Most editors  and compilers will work with 8-bit ANSI, 7-bit ASCII, and
multi-byte UTF-8 but that is irrelevant. What matters is how will the OS
interpret anything you throw at it. The only two choices you have under
Windows for encoding are ANSI or UTF-16 ("widechar"). There is no way around
that and that is why I say ANSI is the lowest common denominator because
Windows doesn't do ASCII (in fact, ASCII would corrupt Windows and ASCII was
written strictly for Western English usage). You think you are only changing a
string and when suddenly you will find yourself with built-in strings that
won't be parsed correctly by Windows functions. You will have strings that
won't sort and they won't display properly, and so on and so forth.

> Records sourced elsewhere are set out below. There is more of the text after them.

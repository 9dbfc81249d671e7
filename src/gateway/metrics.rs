//! Rolling execution metrics and the connection metrics snapshot.

use serde::{Serialize, Serializer};
use std::collections::VecDeque;
use std::time::Duration;

use quotagate_core_resilience::{BreakerMetrics, BudgetStats, HealthStatus};

use crate::batcher::BatchStats;
use crate::dedup::DedupStats;

/// Number of recent executions the rolling window remembers
const ROLLING_WINDOW: usize = 100;

#[derive(Debug, Clone, Copy)]
struct Sample {
    latency: Duration,
    success: bool,
}

/// Latency and success rate over the most recent executions
#[derive(Debug)]
pub(crate) struct RollingMetrics {
    samples: VecDeque<Sample>,
    capacity: usize,
    total: u64,
    failed: u64,
}

impl RollingMetrics {
    pub fn new() -> Self {
        Self::with_capacity(ROLLING_WINDOW)
    }

    pub fn with_capacity(capacity: usize) -> Self {
        Self {
            samples: VecDeque::with_capacity(capacity),
            capacity: capacity.max(1),
            total: 0,
            failed: 0,
        }
    }

    pub fn record(&mut self, latency: Duration, success: bool) {
        if self.samples.len() == self.capacity {
            self.samples.pop_front();
        }
        self.samples.push_back(Sample { latency, success });
        self.total += 1;
        if !success {
            self.failed += 1;
        }
    }

    /// Failure rate of the recent window (0.0 - 1.0)
    pub fn failure_rate(&self) -> f64 {
        if self.samples.is_empty() {
            return 0.0;
        }
        let failed = self.samples.iter().filter(|s| !s.success).count();
        failed as f64 / self.samples.len() as f64
    }

    pub fn avg_latency(&self) -> Duration {
        if self.samples.is_empty() {
            return Duration::ZERO;
        }
        let sum: Duration = self.samples.iter().map(|s| s.latency).sum();
        sum / self.samples.len() as u32
    }

    pub fn total(&self) -> u64 {
        self.total
    }

    pub fn failed(&self) -> u64 {
        self.failed
    }
}

/// Breaker state as reported in metrics
#[derive(Debug, Clone, Serialize)]
pub struct BreakerSummary {
    pub state: &'static str,
    pub consecutive_failures: usize,
    pub total_calls: u64,
    pub failed_calls: u64,
    pub rejected_calls: u64,
    pub slow_call_rate: f64,
}

impl From<&BreakerMetrics> for BreakerSummary {
    fn from(m: &BreakerMetrics) -> Self {
        Self {
            state: m.state.label(),
            consecutive_failures: m.consecutive_failures,
            total_calls: m.total_calls,
            failed_calls: m.failed_calls,
            rejected_calls: m.rejected_calls,
            slow_call_rate: m.slow_call_rate,
        }
    }
}

/// Connection, execution and health figures of a gateway
#[derive(Debug, Clone, Serialize)]
pub struct ConnectionMetrics {
    pub active: usize,
    pub waiting: usize,
    pub max_connections: usize,
    /// Advisory; reported as configured
    pub min_connections: usize,
    /// Advisory; reported as configured
    pub idle_timeout: Option<Duration>,
    pub acquire_timeout: Duration,
    pub peak_active: usize,
    pub total_acquired: u64,
    pub acquire_timeouts: u64,
    pub utilization: f64,
    pub total_queries: u64,
    pub failed_queries: u64,
    pub failure_rate: f64,
    pub avg_latency: Duration,
    #[serde(serialize_with = "as_display")]
    pub health: HealthStatus,
    pub breaker: BreakerSummary,
    pub dedup: DedupStats,
    pub dedup_in_flight: usize,
    pub batching: BatchStats,
}

fn as_display<S: Serializer>(status: &HealthStatus, serializer: S) -> Result<S::Ok, S::Error> {
    serializer.collect_str(status)
}

impl ConnectionMetrics {
    pub(crate) fn assemble(
        budget: BudgetStats,
        rolling: &RollingMetrics,
        health: HealthStatus,
        breaker: &BreakerMetrics,
        dedup: DedupStats,
        dedup_in_flight: usize,
        batching: BatchStats,
    ) -> Self {
        Self {
            active: budget.active,
            waiting: budget.waiting,
            max_connections: budget.max_size,
            min_connections: budget.min_idle,
            idle_timeout: budget.idle_timeout,
            acquire_timeout: budget.acquire_timeout,
            peak_active: budget.peak_active,
            total_acquired: budget.total_acquired,
            acquire_timeouts: budget.timeouts,
            utilization: budget.utilization(),
            total_queries: rolling.total(),
            failed_queries: rolling.failed(),
            failure_rate: rolling.failure_rate(),
            avg_latency: rolling.avg_latency(),
            health,
            breaker: BreakerSummary::from(breaker),
            dedup,
            dedup_in_flight,
            batching,
        }
    }
}
//! Circuit breaker in front of the backing store
//!
//! ```text
//!            failures >= threshold              cooldown elapsed
//!   Closed ─────────────────────────► Open ─────────────────────► HalfOpen
//!     ▲                                ▲ ▲                            │
//!     │          trip()                │ └──── any failure ───────────┤
//!     │  ──────────────────────────────┘                              │
//!     └──────────────── successes >= success_threshold ───────────────┘
//! ```
//!
//! One [`CircuitBreaker::call`] is one attempt. Retrying is left to the
//! caller, which also decides what counts as retryable.

use super::error::ResilienceError;
use std::future::Future;
use std::sync::Arc;
use std::time::Duration;
use tokio::sync::Mutex;
use tokio::time::Instant;

/// State of the circuit breaker
#[derive(Debug, Clone, Copy, PartialEq, Eq)]
pub enum CircuitState {
    /// Attempts pass through
    Closed,
    /// Attempts are rejected until `next_probe`
    Open { next_probe: Instant },
    /// Probing whether the store recovered
    HalfOpen,
}

impl CircuitState {
    /// Stable lowercase label ("closed", "open", "half-open")
    pub fn label(&self) -> &'static str {
        match self {
            CircuitState::Closed => "closed",
            CircuitState::Open { .. } => "open",
            CircuitState::HalfOpen => "half-open",
        }
    }

    /// Whether the breaker is currently rejecting calls
    pub fn is_open(&self) -> bool {
        matches!(self, CircuitState::Open { .. })
    }
}

#[derive(Debug, Clone)]
pub struct CircuitBreakerConfig {
    /// Consecutive failures that open a closed circuit
    pub failure_threshold: usize,
    /// Consecutive half-open successes that close the circuit
    pub success_threshold: usize,
    /// Time spent open before a half-open probe is admitted
    pub cooldown: Duration,
    /// Attempts slower than this count towards the slow-call rate
    pub slow_call_threshold: Duration,
}

impl Default for CircuitBreakerConfig {
    fn default() -> Self {
        Self {
            failure_threshold: 5,
            success_threshold: 2,
            cooldown: Duration::from_secs(60),
            slow_call_threshold: Duration::from_secs(2),
        }
    }
}

/// Point-in-time view of breaker counters
#[derive(Debug, Clone, PartialEq)]
pub struct BreakerMetrics {
    pub state: CircuitState,
    pub consecutive_failures: usize,
    pub total_calls: u64,
    pub failed_calls: u64,
    pub rejected_calls: u64,
    pub slow_calls: u64,
    /// Fraction (0.0 - 1.0) of completed calls slower than the threshold
    pub slow_call_rate: f64,
}

#[derive(Debug)]
struct Tracker {
    state: CircuitState,
    failures: usize,
    probe_successes: usize,
    total: u64,
    failed: u64,
    rejected: u64,
    slow: u64,
}

impl Tracker {
    fn closed() -> Self {
        Self {
            state: CircuitState::Closed,
            failures: 0,
            probe_successes: 0,
            total: 0,
            failed: 0,
            rejected: 0,
            slow: 0,
        }
    }

    fn open(&mut self, cooldown: Duration) {
        self.state = CircuitState::Open {
            next_probe: Instant::now() + cooldown,
        };
        self.failures = 0;
        self.probe_successes = 0;
    }

    fn close(&mut self) {
        self.state = CircuitState::Closed;
        self.failures = 0;
        self.probe_successes = 0;
    }
}

/// Circuit breaker shared by every execution against one store
///
/// # Example
/// ```no_run
/// use quotagate_core_resilience::{CircuitBreaker, CircuitBreakerConfig, ResilienceError};
///
/// # async fn example() -> Result<(), ResilienceError> {
/// let breaker = CircuitBreaker::new(CircuitBreakerConfig::default());
/// let rows = breaker
///     .call(|| async { Ok::<_, ResilienceError>(vec!["row"]) })
///     .await?;
/// assert_eq!(rows.len(), 1);
/// # Ok(())
/// # }
/// ```
#[derive(Debug, Clone)]
pub struct CircuitBreaker {
    config: Arc<CircuitBreakerConfig>,
    tracker: Arc<Mutex<Tracker>>,
}

impl CircuitBreaker {
    pub fn new(config: CircuitBreakerConfig) -> Self {
        Self {
            config: Arc::new(config),
            tracker: Arc::new(Mutex::new(Tracker::closed())),
        }
    }

    pub fn new_default() -> Self {
        Self::new(CircuitBreakerConfig::default())
    }

    pub async fn get_state(&self) -> CircuitState {
        self.tracker.lock().await.state
    }

    /// Consecutive failures counted while closed
    pub async fn get_failure_count(&self) -> usize {
        self.tracker.lock().await.failures
    }

    /// True while the circuit is closed
    pub async fn is_healthy(&self) -> bool {
        self.get_state().await == CircuitState::Closed
    }

    /// Close the circuit and forget consecutive counts
    pub async fn reset(&self) {
        self.tracker.lock().await.close();
        tracing::debug!("circuit breaker reset");
    }

    /// Open the circuit now, whatever the failure count.
    ///
    /// The usual cooldown applies before a half-open probe is allowed.
    pub async fn trip(&self) {
        self.tracker.lock().await.open(self.config.cooldown);
        tracing::warn!(cooldown = ?self.config.cooldown, "circuit breaker tripped");
    }

    pub async fn metrics(&self) -> BreakerMetrics {
        let t = self.tracker.lock().await;
        BreakerMetrics {
            state: t.state,
            consecutive_failures: t.failures,
            total_calls: t.total,
            failed_calls: t.failed,
            rejected_calls: t.rejected,
            slow_calls: t.slow,
            slow_call_rate: if t.total == 0 {
                0.0
            } else {
                t.slow as f64 / t.total as f64
            },
        }
    }

    /// Run one attempt under breaker protection.
    ///
    /// Returns [`ResilienceError::CircuitOpen`] without running `op` while
    /// the circuit is open and the cooldown has not elapsed.
    pub async fn call<F, Fut, T>(&self, op: F) -> Result<T, ResilienceError>
    where
        F: FnOnce() -> Fut,
        Fut: Future<Output = Result<T, ResilienceError>>,
    {
        self.admit().await?;

        let started = Instant::now();
        let outcome = op().await;
        self.record(outcome.as_ref().err(), started.elapsed()).await;
        outcome
    }

    async fn admit(&self) -> Result<(), ResilienceError> {
        let mut t = self.tracker.lock().await;
        if let CircuitState::Open { next_probe } = t.state {
            if Instant::now() < next_probe {
                t.rejected += 1;
                return Err(ResilienceError::CircuitOpen);
            }
            t.state = CircuitState::HalfOpen;
            t.probe_successes = 0;
            tracing::debug!("circuit breaker half-open, probing store");
        }
        Ok(())
    }

    async fn record(&self, error: Option<&ResilienceError>, elapsed: Duration) {
        let mut t = self.tracker.lock().await;
        t.total += 1;
        if elapsed > self.config.slow_call_threshold {
            t.slow += 1;
        }

        let Some(error) = error else {
            match t.state {
                CircuitState::Closed => t.failures = 0,
                CircuitState::HalfOpen => {
                    t.probe_successes += 1;
                    if t.probe_successes >= self.config.success_threshold {
                        t.close();
                        tracing::info!("circuit breaker closed after successful probes");
                    }
                }
                // Admitted before a trip; the trip stands
                CircuitState::Open { .. } => {}
            }
            return;
        };

        t.failed += 1;
        if !error.should_trip_breaker() {
            return;
        }
        match t.state {
            CircuitState::Closed => {
                t.failures += 1;
                if t.failures >= self.config.failure_threshold {
                    t.open(self.config.cooldown);
                    tracing::warn!(
                        threshold = self.config.failure_threshold,
                        "circuit breaker opened"
                    );
                }
            }
            CircuitState::HalfOpen => {
                t.open(self.config.cooldown);
                tracing::warn!(error = %error, "half-open probe failed, circuit reopened");
            }
            CircuitState::Open { .. } => {}
        }
    }
}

Let's try and come up with a few different solutions for your problem, which I
am sure isn't that the IUP source code won't compile if you don't change the
default encoding.


On 2018-07-17 at 7:07 PM, 云风 Cloud Wu <[email protected]> wrote:​


Andrew Robinson <[email protected]>于2018年7月18日周三 上午6:03写道:

Cloud Wu,

Absolutely not. In order for IUP to work with all OSes, it cannot use UTF-8
because Microsoft only fully supports UTF-16. The lowest common denominator
are the ANSI Latin code pages.





I'm sorry that I didn't make myself clear.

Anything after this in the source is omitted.